> [BRIEF]:
Among the entries below, find the lines with the word "block" and copy them.

> [Stored entries]:
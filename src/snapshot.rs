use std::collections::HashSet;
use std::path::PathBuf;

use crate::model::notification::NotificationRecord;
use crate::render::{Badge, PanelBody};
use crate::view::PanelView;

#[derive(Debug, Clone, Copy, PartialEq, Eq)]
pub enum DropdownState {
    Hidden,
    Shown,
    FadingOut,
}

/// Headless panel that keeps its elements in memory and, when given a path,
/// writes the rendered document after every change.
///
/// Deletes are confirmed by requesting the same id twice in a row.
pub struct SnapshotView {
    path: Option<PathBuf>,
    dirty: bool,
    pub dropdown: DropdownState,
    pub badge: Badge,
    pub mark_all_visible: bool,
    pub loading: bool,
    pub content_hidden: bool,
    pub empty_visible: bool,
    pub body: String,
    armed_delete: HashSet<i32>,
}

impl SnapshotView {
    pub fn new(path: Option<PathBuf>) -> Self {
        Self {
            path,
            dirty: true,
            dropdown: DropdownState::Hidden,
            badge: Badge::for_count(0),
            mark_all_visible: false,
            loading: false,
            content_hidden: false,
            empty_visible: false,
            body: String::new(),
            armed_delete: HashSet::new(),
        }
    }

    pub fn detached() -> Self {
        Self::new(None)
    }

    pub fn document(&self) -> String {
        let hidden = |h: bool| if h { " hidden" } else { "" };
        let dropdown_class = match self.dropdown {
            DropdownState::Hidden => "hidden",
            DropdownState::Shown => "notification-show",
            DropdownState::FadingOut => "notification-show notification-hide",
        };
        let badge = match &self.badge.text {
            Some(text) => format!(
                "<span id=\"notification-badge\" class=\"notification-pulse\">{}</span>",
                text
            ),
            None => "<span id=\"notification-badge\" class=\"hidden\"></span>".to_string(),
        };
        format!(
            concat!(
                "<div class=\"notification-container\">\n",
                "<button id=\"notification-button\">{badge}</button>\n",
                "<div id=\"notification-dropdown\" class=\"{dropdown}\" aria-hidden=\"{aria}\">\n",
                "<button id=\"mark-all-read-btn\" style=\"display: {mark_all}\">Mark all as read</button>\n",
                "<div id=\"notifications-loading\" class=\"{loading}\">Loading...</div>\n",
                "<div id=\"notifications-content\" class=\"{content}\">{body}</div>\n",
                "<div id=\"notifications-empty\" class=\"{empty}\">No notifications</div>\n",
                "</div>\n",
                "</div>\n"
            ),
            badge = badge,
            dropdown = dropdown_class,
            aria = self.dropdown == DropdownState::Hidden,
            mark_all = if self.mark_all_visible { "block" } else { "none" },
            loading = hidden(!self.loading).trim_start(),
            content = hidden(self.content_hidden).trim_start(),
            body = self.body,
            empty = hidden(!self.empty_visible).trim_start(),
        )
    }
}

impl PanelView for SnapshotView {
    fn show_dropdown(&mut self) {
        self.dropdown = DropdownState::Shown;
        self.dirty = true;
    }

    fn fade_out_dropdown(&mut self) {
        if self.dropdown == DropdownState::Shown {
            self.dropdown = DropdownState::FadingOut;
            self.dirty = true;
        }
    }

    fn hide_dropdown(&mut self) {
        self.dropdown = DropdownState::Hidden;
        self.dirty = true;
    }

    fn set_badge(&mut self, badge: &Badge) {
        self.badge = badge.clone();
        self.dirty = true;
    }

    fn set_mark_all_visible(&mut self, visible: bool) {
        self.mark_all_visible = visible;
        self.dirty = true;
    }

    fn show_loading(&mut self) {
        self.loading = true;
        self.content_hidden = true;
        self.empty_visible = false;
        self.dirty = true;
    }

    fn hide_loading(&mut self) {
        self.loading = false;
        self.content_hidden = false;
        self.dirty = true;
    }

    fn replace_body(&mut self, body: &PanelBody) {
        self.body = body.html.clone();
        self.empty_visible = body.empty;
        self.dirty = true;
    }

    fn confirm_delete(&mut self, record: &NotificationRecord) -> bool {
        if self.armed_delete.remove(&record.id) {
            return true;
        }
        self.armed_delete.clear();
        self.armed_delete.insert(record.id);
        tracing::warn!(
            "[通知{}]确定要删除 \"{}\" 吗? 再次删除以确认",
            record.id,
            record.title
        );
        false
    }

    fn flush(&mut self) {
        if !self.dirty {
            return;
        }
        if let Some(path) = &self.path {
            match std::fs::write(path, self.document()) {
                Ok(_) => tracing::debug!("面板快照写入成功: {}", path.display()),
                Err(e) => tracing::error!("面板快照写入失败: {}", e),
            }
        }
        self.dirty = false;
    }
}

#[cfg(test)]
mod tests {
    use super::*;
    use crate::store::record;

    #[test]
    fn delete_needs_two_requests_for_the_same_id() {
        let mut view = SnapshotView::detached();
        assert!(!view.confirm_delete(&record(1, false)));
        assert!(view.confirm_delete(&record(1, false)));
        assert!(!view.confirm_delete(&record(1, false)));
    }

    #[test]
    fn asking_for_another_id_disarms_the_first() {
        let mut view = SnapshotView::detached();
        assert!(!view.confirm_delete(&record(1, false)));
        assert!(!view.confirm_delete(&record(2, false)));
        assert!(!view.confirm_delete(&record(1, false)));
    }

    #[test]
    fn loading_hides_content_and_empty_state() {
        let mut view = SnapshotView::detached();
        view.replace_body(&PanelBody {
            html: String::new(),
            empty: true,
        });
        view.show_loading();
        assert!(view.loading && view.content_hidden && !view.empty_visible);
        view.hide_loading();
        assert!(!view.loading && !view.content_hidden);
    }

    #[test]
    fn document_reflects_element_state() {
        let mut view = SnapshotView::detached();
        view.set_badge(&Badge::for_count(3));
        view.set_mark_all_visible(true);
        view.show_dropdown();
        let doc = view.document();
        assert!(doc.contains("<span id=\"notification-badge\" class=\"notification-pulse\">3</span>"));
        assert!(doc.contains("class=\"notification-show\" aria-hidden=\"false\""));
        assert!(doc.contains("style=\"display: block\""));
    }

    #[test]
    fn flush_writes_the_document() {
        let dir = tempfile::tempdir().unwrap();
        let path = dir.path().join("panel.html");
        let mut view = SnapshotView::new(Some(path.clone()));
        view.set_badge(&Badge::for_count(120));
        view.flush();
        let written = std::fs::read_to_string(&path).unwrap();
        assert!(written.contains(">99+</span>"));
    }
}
---
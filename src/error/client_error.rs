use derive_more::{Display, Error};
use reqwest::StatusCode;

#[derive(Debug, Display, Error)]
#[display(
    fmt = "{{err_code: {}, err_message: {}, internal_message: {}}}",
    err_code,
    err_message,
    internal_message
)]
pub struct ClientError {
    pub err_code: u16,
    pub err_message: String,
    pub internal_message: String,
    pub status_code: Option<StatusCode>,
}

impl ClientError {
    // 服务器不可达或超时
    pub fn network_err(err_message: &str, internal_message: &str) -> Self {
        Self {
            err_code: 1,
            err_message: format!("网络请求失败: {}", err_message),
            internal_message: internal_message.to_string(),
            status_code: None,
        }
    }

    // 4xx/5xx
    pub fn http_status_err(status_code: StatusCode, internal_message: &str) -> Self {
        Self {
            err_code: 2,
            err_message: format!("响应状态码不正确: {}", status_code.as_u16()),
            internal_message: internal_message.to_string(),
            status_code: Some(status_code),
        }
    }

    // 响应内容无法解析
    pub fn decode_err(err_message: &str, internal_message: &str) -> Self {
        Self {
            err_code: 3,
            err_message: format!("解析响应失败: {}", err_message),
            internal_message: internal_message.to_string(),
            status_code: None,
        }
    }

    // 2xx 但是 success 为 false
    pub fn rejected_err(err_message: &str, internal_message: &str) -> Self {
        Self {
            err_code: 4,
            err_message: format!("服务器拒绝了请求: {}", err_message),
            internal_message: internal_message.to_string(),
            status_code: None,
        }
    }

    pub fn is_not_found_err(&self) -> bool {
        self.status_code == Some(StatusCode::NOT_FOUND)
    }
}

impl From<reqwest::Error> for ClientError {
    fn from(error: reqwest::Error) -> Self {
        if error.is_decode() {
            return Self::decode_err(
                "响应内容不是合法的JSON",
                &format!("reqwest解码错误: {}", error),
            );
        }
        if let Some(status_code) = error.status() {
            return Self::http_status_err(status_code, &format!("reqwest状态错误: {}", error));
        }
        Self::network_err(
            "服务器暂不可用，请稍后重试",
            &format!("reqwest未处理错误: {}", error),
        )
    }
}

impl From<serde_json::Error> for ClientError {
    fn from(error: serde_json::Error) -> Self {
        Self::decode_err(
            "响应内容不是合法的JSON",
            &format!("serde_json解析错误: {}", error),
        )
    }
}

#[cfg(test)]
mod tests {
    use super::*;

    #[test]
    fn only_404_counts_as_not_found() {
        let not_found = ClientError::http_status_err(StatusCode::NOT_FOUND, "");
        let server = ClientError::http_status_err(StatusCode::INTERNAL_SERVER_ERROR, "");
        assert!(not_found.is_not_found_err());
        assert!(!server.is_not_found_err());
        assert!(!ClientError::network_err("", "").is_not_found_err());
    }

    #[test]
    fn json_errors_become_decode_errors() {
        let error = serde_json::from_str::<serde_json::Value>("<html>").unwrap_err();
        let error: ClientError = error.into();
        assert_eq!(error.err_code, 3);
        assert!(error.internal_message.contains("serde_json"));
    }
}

> [EXERCISE RESULT]:
            mark_all = if self.mark_all_visible { "block" } else { "none" },
        assert!(doc.contains("style=\"display: block\""));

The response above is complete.